Las ciudades y regiones prosperan con el tiempo y son difíciles de predecir.

El progreso y declive de las grandes áreas metropolitanas marca una gran diferencia para las personas que viven en ellas, creando y destruyendo oportunidades. Atraen a la gente y alejan a la gente. Las mejoras están provocando un auge en las instalaciones públicas y la consiguiente reducción del entorno urbano.

Una cosa es observar las condiciones que separan a las regiones prósperas o en ascenso de las menos exitosas. Pero los medios solo nos llevan hasta cierto punto.
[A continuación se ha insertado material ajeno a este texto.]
//! Local state of the transmission edit dialog
//!
//! Plain data with no reactive types; the view model keeps it in one signal.

use crate::shared::notifications::NotificationKind;
use contracts::domain::a030_car_transmission::aggregate::{
    CarTransmission, CarTransmissionId, CarTransmissionUpdateDto,
};
use contracts::shared::api_response::ApiResponse;

pub const MSG_UPDATED: &str = "Car Option Successfully Updated!";
pub const MSG_UPDATE_ERROR: &str = "Car Option Update Error";

#[derive(Debug, Clone, Copy, PartialEq, Eq)]
pub enum EditField {
    NameTm,
    NameRu,
    Description,
    Status,
}

/// A request the caller has to send
#[derive(Debug, Clone, PartialEq, Eq)]
pub struct SubmitRequest {
    pub id: CarTransmissionId,
    pub body: CarTransmissionUpdateDto,
}

/// Terminal result of one save attempt
#[derive(Debug, Clone, PartialEq, Eq)]
pub enum SaveOutcome {
    Saved,
    /// Server answered with `error: true`
    Rejected,
    /// Request failed or the response could not be read
    Failed(String),
}

/// What the dialog does after a save attempt
#[derive(Debug, Clone, PartialEq, Eq)]
pub struct SaveEffects {
    pub toast: NotificationKind,
    pub message: String,
    /// Call the parent list refresh
    pub refresh: bool,
}

impl SaveOutcome {
    /// Text of the toast shown for this outcome
    pub fn message(&self) -> String {
        match self {
            SaveOutcome::Saved => MSG_UPDATED.to_string(),
            SaveOutcome::Rejected => MSG_UPDATE_ERROR.to_string(),
            SaveOutcome::Failed(e) => e.clone(),
        }
    }

    pub fn is_saved(&self) -> bool {
        matches!(self, SaveOutcome::Saved)
    }

    pub fn from_response(result: Result<ApiResponse, String>) -> Self {
        match result {
            Ok(resp) if !resp.is_error() => SaveOutcome::Saved,
            Ok(_) => SaveOutcome::Rejected,
            Err(e) => SaveOutcome::Failed(e),
        }
    }

    pub fn effects(&self) -> SaveEffects {
        let toast = if self.is_saved() {
            NotificationKind::Success
        } else {
            NotificationKind::Error
        };
        SaveEffects {
            toast,
            message: self.message(),
            refresh: self.is_saved(),
        }
    }
}

/// Status is checked before the body: a non-2xx answer is never a success,
/// even when it carries JSON without an `error` flag.
pub fn read_update_response(status: u16, body: &str) -> Result<ApiResponse, String> {
    if !(200..300).contains(&status) {
        return Err(format!("HTTP error: {}", status));
    }
    serde_json::from_str(body).map_err(|e| format!("Failed to parse response: {}", e))
}

#[derive(Debug, Clone, PartialEq, Eq, Default)]
pub struct TransmissionEditState {
    pub id: CarTransmissionId,
    pub form: CarTransmissionUpdateDto,
    pub open: bool,
    /// A PATCH is in flight; the save button is disabled
    pub loading: bool,
}

impl TransmissionEditState {
    /// Show the dialog and take a fresh snapshot of `record`.
    /// `loading` is left alone so a request still in flight keeps the guard.
    pub fn open_from(&mut self, record: &CarTransmission) {
        self.id = record.id;
        self.form = CarTransmissionUpdateDto::from(record);
        self.open = true;
    }

    pub fn close(&mut self) {
        self.open = false;
    }

    /// Raw value, no trimming
    pub fn set_field(&mut self, field: EditField, value: String) {
        match field {
            EditField::NameTm => self.form.name_tm = value,
            EditField::NameRu => self.form.name_ru = value,
            EditField::Description => self.form.description = value,
            EditField::Status => self.form.status = value,
        }
    }

    pub fn field(&self, field: EditField) -> &str {
        match field {
            EditField::NameTm => &self.form.name_tm,
            EditField::NameRu => &self.form.name_ru,
            EditField::Description => &self.form.description,
            EditField::Status => &self.form.status,
        }
    }

    /// Empties every field, not back to the record
    pub fn clear(&mut self) {
        self.form = CarTransmissionUpdateDto::default();
    }

    /// Returns the request to send, or `None` while one is already in flight.
    pub fn begin_submit(&mut self) -> Option<SubmitRequest> {
        if self.loading {
            return None;
        }
        self.loading = true;
        Some(SubmitRequest {
            id: self.id,
            body: self.form.clone(),
        })
    }

    /// Every outcome releases the `loading` guard; only a success closes the dialog.
    pub fn finish_submit(&mut self, outcome: &SaveOutcome) {
        self.loading = false;
        if outcome.is_saved() {
            self.open = false;
        }
    }
}

#[cfg(test)]
mod tests {
    use super::*;

    fn manual() -> CarTransmission {
        CarTransmission {
            id: CarTransmissionId::new(7),
            name_tm: "Manual".to_string(),
            name_ru: "Механика".to_string(),
            description: String::new(),
            status: "active".to_string(),
        }
    }

    fn finish(
        state: &mut TransmissionEditState,
        result: Result<ApiResponse, String>,
    ) -> SaveOutcome {
        let outcome = SaveOutcome::from_response(result);
        state.finish_submit(&outcome);
        outcome
    }

    fn opened() -> TransmissionEditState {
        let mut state = TransmissionEditState::default();
        state.open_from(&manual());
        state
    }

    #[test]
    fn test_open_seeds_all_fields() {
        let state = opened();
        assert!(state.open && !state.loading);
        assert_eq!(state.field(EditField::NameTm), "Manual");
        assert_eq!(state.field(EditField::NameRu), "Механика");
        assert_eq!(state.field(EditField::Description), "");
        assert_eq!(state.field(EditField::Status), "active");
    }

    #[test]
    fn test_reopen_discards_local_edits() {
        let mut state = opened();
        state.set_field(EditField::NameTm, "Awtomat".to_string());
        state.set_field(EditField::Status, "inactive".to_string());
        state.close();
        assert!(!state.open);

        state.open_from(&manual());
        assert_eq!(state.form, CarTransmissionUpdateDto::from(&manual()));
    }

    #[test]
    fn test_open_uses_current_record() {
        let mut state = opened();
        state.close();
        let mut updated = manual();
        updated.name_ru = "Автомат".to_string();
        state.open_from(&updated);
        assert_eq!(state.field(EditField::NameRu), "Автомат");
    }

    #[test]
    fn test_set_field_keeps_raw_value() {
        let mut state = opened();
        state.set_field(EditField::Description, "  six gears \n".to_string());
        assert_eq!(state.field(EditField::Description), "  six gears \n");
    }

    #[test]
    fn test_clear_empties_fields_and_keeps_dialog_open() {
        let mut state = opened();
        state.set_field(EditField::Description, "text".to_string());
        state.clear();
        for field in [
            EditField::NameTm,
            EditField::NameRu,
            EditField::Description,
            EditField::Status,
        ] {
            assert_eq!(state.field(field), "");
        }
        assert!(state.open);
        assert!(!state.loading);
    }

    #[test]
    fn test_clear_does_not_touch_loading() {
        let mut state = opened();
        state.begin_submit();
        state.clear();
        assert!(state.loading);
    }

    #[test]
    fn test_submit_without_edits_sends_record_values() {
        let mut state = opened();
        let request = state.begin_submit().expect("request");
        assert_eq!(request.id, CarTransmissionId::new(7));
        assert_eq!(
            serde_json::to_value(&request.body).unwrap(),
            serde_json::json!({
                "name_tm": "Manual",
                "name_ru": "Механика",
                "description": "",
                "status": "active"
            })
        );
        assert!(state.open && state.loading);
    }

    #[test]
    fn test_submit_sends_current_edits() {
        let mut state = opened();
        state.set_field(EditField::NameTm, "Robot".to_string());
        let request = state.begin_submit().expect("request");
        assert_eq!(request.body.name_tm, "Robot");
        assert_eq!(request.body.name_ru, "Механика");
    }

    #[test]
    fn test_no_second_request_while_loading() {
        let mut state = opened();
        let mut sent = 0;
        for _ in 0..3 {
            if state.begin_submit().is_some() {
                sent += 1;
            }
        }
        assert_eq!(sent, 1);
    }

    #[test]
    fn test_success_closes_and_releases_guard() {
        let mut state = opened();
        state.begin_submit();
        let outcome = finish(&mut state, Ok(ApiResponse::ok()));
        assert_eq!(outcome, SaveOutcome::Saved);
        assert_eq!(outcome.message(), MSG_UPDATED);
        assert!(!state.open);
        assert!(!state.loading);
    }

    #[test]
    fn test_rejected_keeps_dialog_open_and_releases_guard() {
        let mut state = opened();
        state.begin_submit();
        let outcome = finish(&mut state, Ok(ApiResponse::failed("duplicate")));
        assert_eq!(outcome, SaveOutcome::Rejected);
        assert_eq!(outcome.message(), MSG_UPDATE_ERROR);
        assert!(state.open && !state.loading);
        assert!(state.begin_submit().is_some());
    }

    #[test]
    fn test_transport_failure_carries_error_text() {
        let mut state = opened();
        state.begin_submit();
        let outcome = finish(&mut state, Err("Request failed: NetworkError".to_string()));
        assert_eq!(
            outcome,
            SaveOutcome::Failed("Request failed: NetworkError".to_string())
        );
        assert_eq!(outcome.message(), "Request failed: NetworkError");
        assert!(state.open);
        assert!(!state.loading);
    }

    #[test]
    fn test_server_error_status_with_json_body_is_failure() {
        for (status, body) in [
            (500, r#"{"statusCode":500,"message":"Internal server error"}"#),
            (401, r#"{"statusCode":401,"message":"Unauthorized"}"#),
        ] {
            let mut state = opened();
            state.begin_submit();
            let outcome = finish(&mut state, read_update_response(status, body));
            assert_eq!(outcome, SaveOutcome::Failed(format!("HTTP error: {}", status)));
            assert!(state.open);
            assert!(!state.loading);
            assert!(!outcome.effects().refresh);
        }
    }

    #[test]
    fn test_error_status_with_error_false_is_still_failure() {
        let result = read_update_response(404, r#"{"error":false}"#);
        assert_eq!(result, Err("HTTP error: 404".to_string()));
    }

    #[test]
    fn test_ok_status_reads_envelope() {
        let outcome = SaveOutcome::from_response(read_update_response(200, r#"{"error":false}"#));
        assert_eq!(outcome, SaveOutcome::Saved);

        let outcome = SaveOutcome::from_response(read_update_response(
            200,
            r#"{"error":true,"message":"duplicate"}"#,
        ));
        assert_eq!(outcome, SaveOutcome::Rejected);
    }

    #[test]
    fn test_ok_status_with_unreadable_body_is_failure() {
        let outcome = SaveOutcome::from_response(read_update_response(200, "<html>"));
        match outcome {
            SaveOutcome::Failed(e) => assert!(e.starts_with("Failed to parse response")),
            other => panic!("unexpected outcome: {:?}", other),
        }
    }

    #[test]
    fn test_saved_effects_refresh_once() {
        let effects = SaveOutcome::Saved.effects();
        assert_eq!(
            effects,
            SaveEffects {
                toast: NotificationKind::Success,
                message: MSG_UPDATED.to_string(),
                refresh: true,
            }
        );
    }

    #[test]
    fn test_rejected_effects_error_toast_without_refresh() {
        let effects = SaveOutcome::Rejected.effects();
        assert_eq!(effects.toast, NotificationKind::Error);
        assert_eq!(effects.message, MSG_UPDATE_ERROR);
        assert!(!effects.refresh);
    }

    #[test]
    fn test_failed_effects_show_error_text_without_refresh() {
        let effects = SaveOutcome::Failed("Request failed: timeout".to_string()).effects();
        assert_eq!(effects.toast, NotificationKind::Error);
        assert_eq!(effects.message, "Request failed: timeout");
        assert!(!effects.refresh);
    }

    #[test]
    fn test_reopen_while_in_flight_keeps_guard() {
        let mut state = opened();
        state.begin_submit();
        state.close();
        state.open_from(&manual());
        assert!(state.open && state.loading);
        assert!(state.begin_submit().is_none());
    }

    #[test]
    fn test_late_success_after_close() {
        let mut state = opened();
        state.begin_submit();
        state.close();
        let outcome = finish(&mut state, Ok(ApiResponse::ok()));
        assert!(outcome.is_saved());
        assert!(!state.open);
        assert!(!state.loading);
    }
}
Debajo de ellos hay cadenas de eventos: caminos definidos que pueden volverse auto-reforzadores.

Considere el área metropolitana de Los Ángeles y el área de la bahía de San Francisco, dos centros urbanos que han marcado una gran diferencia en los últimos años. En 1970, tenían un ingreso per cápita igual, pero hoy el ingreso de la gente en el Área de la Bahía es un tercio más alto que en el Sur de California.

El Área de la Bahía se encuentra en un grupo de áreas urbanas que han tomado el «camino alto» en términos de ingresos, incluidas Nueva York, Chicago, Boston, Washington, DC y Filadelfia. Un mayor crecimiento de los ingresos en Los Ángeles se parece más al crecimiento de los ingresos de Detroit.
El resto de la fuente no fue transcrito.